Siderite microconcretions in the glauconite-bearing clayey-silty rock member of the lower sub-formation of the Khaipakh Formation (Middle Riphean, Olenek Uplift) are scrutinized for the first time. In two Khorbusuonka River sections located with a spacing of 12 km, the microconcretions occur as lenses and interlayers. Together with glauconitites, they serve as a distinct marker horizon of this stratigraphic interval. Their structures, morphologies, diffraction characteristics, chemical compositions, and isotope data are considered. They were examined comprehensively with modern investigation methods (X-ray diffraction, scanning electron microscopy with the application of local microprobe analysis, and others). Structural-morphological types of microconcretions are identified. Calculation of the chemical composition of carbonates based on numerous microprobe analyses made it possible to reveal different degrees of mineral heterogeneity in each type in terms of the distribution of macro- and microlevel isomorphous trace-elements and to refine the character of their secondary alterations at different stages of lithogenesis. The results of oxygen and hydrogen isotopic studies are presented for algal dolomites and limestones from the Middle and Lower Riphean sections in the Olenek Uplift (Debengda, Arymass, and Kyutingda formations). They demonstrated that siderites are similar to limestones and dolomites in terms of the oxygen isotopic composition (δ18O = 17.6–24.8, δ18Oav = 20.0 ± 2.4‰), but are marked by low δ13C values (from −6.3 to −12.0‰ (δ13Cav = −8.6 ± 2.1‰), suggesting the formation of microconcretions during early diagenesis. Siderite microconcretions were formed in the clayey-silty sediment slightly after glauconite, whose grains could serve as crystallization centers and (or) be entrapped during the growth of separate microcrystals. The role of catalyzers during the formation of both glauconite and siderite was played by bacterial communities, whose poorly preserved remnants have been detected not only in the studied member of the lower Khaipakh subformation, but also above and below the section. Separate types of microconcretion could be formed during the replacement of oncolites by siderite.
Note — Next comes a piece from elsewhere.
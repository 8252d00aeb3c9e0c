//! # API Layer
//!
//! External interfaces of the service.

pub mod rest;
Isotopic-geochemical peculiarities of gases in mud volcanoes of eastern Georgia

Isotopic-geochemical study revealed the presence of mantle He (3He/4He up to 223 × 10−8) in gases from mud volcanoes of eastern Georgia. This fact confirms that the Middle Kura basin fill encloses an intrusive body previously distinguished from geophysical data. Wide variations in the carbon isotopic composition δ13C of CH4 and CO2 and the chemical composition of gas and water at a temporally constant 3He/4He ratio indicate their relation with crustal processes. Unusual direct correlations of the 3He/4He ratio with the contents of He and CH4 and the 40Ar/36Ar ratio can be explained by the generation of gas in the Cenozoic sequence of the Middle Kura basin.

Gas seeps in the North Caspian water area

Seismoacoustic profiling and sonar survey of the North Caspian water area revealed in some areas signs of intense release of methane from the sedimentary sequence. This fact was also supported by submarine videorecording data. Such sites are characterized by hummocky and ridgy morphologies, which accommodate local cone-shaped bodies (up to 1.3–1.5 m high) overgrown with algae, Balanus, and shelly material. Based on dredging data, these rises are composed of hard sandstones and shells. They can cover the seafloor or make up separate interlayers in the bottom sediments down to a depth of 2.7 m. Mineralogical studies demonstrated that the coarse-grained sediments are cemented with Mg-calcite, with δ13C reaching −32.6‰. They also include microcrystalline barite and globular iron sulfides. The results of investigation suggest that the local activation of authigenic mineral formation is related to gas discharge sources.